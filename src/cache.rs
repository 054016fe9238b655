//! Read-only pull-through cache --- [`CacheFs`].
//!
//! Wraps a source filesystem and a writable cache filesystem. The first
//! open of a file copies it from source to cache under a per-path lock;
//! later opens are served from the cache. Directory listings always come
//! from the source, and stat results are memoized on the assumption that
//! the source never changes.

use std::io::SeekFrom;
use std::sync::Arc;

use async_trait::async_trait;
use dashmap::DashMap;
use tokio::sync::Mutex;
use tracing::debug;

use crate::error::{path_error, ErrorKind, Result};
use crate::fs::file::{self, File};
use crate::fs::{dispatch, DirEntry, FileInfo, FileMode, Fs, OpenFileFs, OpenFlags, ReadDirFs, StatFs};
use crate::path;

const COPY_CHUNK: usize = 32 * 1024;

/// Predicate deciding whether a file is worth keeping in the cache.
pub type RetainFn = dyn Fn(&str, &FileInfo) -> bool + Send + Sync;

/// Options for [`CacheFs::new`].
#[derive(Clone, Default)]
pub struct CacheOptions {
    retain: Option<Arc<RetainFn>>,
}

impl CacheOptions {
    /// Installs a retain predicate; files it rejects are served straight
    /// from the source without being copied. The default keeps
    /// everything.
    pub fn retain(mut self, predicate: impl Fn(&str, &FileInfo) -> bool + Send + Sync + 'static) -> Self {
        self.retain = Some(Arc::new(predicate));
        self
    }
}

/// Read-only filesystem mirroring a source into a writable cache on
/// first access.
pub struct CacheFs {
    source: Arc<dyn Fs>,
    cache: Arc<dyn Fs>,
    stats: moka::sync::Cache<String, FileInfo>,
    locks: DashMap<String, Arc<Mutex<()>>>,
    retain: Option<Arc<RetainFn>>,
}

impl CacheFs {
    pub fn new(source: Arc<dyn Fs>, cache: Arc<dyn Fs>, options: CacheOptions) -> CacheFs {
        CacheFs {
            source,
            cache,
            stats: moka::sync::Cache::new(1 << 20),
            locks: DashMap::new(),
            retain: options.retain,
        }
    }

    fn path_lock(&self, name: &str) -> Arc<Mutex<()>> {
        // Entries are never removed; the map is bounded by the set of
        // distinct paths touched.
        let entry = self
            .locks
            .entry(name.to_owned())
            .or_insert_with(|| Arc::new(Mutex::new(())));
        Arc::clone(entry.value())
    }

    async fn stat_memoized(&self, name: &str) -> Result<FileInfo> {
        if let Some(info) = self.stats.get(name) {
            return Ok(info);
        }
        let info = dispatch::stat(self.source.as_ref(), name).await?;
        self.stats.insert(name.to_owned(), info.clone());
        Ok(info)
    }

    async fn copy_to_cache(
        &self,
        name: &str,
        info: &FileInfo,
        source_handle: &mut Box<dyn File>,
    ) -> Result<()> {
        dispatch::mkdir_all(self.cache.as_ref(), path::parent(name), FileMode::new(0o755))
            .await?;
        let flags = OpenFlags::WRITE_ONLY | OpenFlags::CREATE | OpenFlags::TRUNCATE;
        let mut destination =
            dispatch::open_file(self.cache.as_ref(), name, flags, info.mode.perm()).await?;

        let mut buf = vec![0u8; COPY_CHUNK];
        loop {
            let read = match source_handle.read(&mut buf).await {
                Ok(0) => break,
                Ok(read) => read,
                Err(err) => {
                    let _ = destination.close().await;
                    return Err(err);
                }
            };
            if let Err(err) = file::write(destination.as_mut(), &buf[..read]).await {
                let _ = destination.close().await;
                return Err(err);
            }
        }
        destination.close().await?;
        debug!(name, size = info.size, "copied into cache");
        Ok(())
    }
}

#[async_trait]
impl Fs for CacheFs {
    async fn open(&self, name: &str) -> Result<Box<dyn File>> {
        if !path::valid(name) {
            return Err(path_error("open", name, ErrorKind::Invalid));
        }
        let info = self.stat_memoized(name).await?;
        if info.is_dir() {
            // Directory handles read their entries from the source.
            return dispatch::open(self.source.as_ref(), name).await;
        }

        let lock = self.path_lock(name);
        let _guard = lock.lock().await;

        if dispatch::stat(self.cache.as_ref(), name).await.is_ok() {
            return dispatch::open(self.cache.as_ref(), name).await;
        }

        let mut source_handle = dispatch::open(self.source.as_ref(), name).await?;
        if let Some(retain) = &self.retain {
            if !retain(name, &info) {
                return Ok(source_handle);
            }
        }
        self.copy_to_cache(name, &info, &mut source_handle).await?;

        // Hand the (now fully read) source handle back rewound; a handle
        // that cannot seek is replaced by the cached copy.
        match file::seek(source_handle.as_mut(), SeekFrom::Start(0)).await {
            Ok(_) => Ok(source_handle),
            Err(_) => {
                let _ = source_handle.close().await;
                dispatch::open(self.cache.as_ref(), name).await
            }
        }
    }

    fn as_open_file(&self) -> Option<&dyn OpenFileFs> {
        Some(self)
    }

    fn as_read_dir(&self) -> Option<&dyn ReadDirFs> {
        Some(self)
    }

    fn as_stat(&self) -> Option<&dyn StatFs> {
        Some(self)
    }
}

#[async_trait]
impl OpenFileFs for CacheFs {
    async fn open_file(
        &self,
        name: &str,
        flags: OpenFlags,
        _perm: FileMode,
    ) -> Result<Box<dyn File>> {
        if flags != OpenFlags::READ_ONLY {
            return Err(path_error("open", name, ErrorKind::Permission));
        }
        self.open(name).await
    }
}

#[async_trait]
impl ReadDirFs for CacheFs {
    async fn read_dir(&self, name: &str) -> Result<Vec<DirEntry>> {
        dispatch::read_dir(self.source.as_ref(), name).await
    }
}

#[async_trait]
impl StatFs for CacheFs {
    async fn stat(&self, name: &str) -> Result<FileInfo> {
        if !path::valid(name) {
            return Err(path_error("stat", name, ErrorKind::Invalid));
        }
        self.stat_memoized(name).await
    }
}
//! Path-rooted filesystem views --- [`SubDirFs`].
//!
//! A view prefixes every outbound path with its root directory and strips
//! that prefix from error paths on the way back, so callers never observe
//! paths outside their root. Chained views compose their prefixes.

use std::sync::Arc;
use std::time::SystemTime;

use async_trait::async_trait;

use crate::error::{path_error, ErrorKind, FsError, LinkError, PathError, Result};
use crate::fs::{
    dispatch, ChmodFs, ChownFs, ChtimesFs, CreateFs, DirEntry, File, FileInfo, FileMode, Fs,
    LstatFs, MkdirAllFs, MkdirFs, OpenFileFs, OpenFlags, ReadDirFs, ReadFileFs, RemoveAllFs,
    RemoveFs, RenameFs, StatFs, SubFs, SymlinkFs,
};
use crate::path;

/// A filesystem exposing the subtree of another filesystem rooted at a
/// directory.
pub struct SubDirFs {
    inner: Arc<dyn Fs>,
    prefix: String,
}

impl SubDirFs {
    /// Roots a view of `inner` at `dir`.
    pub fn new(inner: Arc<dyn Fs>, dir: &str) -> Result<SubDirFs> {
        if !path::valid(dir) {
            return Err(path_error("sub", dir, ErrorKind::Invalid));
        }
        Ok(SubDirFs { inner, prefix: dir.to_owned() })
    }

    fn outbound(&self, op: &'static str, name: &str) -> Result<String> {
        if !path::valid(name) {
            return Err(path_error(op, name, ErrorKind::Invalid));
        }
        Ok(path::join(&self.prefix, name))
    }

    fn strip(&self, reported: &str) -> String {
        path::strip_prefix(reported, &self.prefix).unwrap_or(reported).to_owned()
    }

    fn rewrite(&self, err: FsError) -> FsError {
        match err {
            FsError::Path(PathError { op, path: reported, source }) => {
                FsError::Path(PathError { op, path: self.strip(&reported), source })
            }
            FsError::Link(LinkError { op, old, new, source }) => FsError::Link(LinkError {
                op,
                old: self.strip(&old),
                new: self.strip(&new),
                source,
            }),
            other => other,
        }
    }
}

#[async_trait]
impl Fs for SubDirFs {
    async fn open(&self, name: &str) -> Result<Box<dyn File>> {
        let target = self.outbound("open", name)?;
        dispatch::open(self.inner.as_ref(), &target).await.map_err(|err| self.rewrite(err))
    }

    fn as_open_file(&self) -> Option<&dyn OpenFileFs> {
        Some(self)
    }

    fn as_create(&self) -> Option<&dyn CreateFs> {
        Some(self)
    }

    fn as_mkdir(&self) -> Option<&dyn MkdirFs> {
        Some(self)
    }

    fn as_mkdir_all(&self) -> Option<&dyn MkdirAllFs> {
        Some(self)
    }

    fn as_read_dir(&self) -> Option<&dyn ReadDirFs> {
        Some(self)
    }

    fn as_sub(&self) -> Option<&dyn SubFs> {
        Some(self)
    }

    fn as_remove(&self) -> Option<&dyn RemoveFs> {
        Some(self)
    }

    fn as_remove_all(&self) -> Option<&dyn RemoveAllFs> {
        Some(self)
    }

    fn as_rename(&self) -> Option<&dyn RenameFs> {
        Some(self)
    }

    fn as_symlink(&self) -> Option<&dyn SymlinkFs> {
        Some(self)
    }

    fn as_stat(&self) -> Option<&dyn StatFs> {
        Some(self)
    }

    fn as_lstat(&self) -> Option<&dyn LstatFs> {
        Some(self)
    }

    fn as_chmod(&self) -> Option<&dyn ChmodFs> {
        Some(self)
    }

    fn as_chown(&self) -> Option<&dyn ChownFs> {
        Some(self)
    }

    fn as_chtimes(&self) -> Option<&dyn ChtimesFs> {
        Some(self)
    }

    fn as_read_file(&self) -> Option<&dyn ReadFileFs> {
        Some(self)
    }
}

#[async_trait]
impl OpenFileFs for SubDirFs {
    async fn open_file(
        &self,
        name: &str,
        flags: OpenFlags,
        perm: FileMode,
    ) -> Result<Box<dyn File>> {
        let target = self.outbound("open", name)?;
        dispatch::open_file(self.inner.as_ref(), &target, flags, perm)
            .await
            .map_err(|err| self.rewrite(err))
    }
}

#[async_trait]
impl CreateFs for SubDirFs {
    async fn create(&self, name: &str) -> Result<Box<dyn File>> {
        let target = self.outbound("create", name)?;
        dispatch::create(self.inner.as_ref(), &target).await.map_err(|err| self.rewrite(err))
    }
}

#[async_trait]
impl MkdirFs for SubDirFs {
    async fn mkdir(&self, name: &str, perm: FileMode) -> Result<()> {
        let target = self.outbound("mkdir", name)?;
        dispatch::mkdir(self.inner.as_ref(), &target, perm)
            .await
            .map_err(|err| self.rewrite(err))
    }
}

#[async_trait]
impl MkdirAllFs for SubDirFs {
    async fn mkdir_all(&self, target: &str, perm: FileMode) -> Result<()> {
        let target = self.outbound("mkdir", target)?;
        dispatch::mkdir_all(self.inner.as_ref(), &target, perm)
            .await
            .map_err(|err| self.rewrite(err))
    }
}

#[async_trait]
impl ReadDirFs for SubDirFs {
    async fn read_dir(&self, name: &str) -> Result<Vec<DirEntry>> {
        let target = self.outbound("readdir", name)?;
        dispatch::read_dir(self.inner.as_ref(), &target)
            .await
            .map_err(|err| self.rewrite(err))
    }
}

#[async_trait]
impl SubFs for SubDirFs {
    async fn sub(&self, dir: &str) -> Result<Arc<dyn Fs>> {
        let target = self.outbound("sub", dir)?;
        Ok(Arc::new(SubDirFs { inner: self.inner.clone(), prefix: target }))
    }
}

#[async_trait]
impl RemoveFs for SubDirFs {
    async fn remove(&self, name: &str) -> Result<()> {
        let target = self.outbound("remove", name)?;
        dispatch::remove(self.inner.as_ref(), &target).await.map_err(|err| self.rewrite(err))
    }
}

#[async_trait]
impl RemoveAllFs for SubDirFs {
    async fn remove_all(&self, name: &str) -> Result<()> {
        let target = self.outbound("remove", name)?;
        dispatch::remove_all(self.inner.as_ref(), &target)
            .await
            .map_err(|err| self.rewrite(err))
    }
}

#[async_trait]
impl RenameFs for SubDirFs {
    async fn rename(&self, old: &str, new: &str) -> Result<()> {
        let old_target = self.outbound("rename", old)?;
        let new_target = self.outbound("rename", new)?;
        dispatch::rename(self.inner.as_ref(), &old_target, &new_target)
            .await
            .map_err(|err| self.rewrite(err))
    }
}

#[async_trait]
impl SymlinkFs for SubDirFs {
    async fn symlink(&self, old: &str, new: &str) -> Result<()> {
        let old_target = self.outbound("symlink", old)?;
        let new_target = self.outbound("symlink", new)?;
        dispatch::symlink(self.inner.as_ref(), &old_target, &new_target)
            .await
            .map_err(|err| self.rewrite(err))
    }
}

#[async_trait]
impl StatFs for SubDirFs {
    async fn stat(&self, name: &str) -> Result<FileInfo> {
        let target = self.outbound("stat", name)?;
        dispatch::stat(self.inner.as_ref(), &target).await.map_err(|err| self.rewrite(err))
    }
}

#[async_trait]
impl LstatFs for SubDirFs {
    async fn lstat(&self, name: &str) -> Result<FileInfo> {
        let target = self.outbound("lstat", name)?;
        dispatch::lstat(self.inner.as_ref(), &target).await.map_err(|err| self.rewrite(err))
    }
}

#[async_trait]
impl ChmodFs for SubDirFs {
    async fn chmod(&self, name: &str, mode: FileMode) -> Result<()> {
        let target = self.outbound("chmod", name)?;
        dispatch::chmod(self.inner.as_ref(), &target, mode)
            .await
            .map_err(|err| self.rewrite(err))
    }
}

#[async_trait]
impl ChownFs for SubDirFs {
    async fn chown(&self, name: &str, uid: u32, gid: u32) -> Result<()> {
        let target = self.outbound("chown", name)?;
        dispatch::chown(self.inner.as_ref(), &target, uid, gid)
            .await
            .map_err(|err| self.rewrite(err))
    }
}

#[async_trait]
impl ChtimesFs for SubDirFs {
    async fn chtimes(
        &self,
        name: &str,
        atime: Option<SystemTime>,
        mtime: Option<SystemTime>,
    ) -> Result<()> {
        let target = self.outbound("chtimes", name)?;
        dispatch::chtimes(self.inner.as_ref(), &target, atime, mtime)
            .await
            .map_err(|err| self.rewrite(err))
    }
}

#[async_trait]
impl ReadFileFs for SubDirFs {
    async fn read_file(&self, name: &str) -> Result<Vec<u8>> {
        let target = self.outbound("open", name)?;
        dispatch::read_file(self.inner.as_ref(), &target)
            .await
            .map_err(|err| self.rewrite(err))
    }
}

****************

> **About this exercise**
All lines containing "LstatFs" in the material above should appear in your reply, copied exactly.

> **Written solution**
    LstatFs, MkdirAllFs, MkdirFs, OpenFileFs, OpenFlags, ReadDirFs, ReadFileFs, RemoveAllFs,
    fn as_lstat(&self) -> Option<&dyn LstatFs> {
impl LstatFs for SubDirFs {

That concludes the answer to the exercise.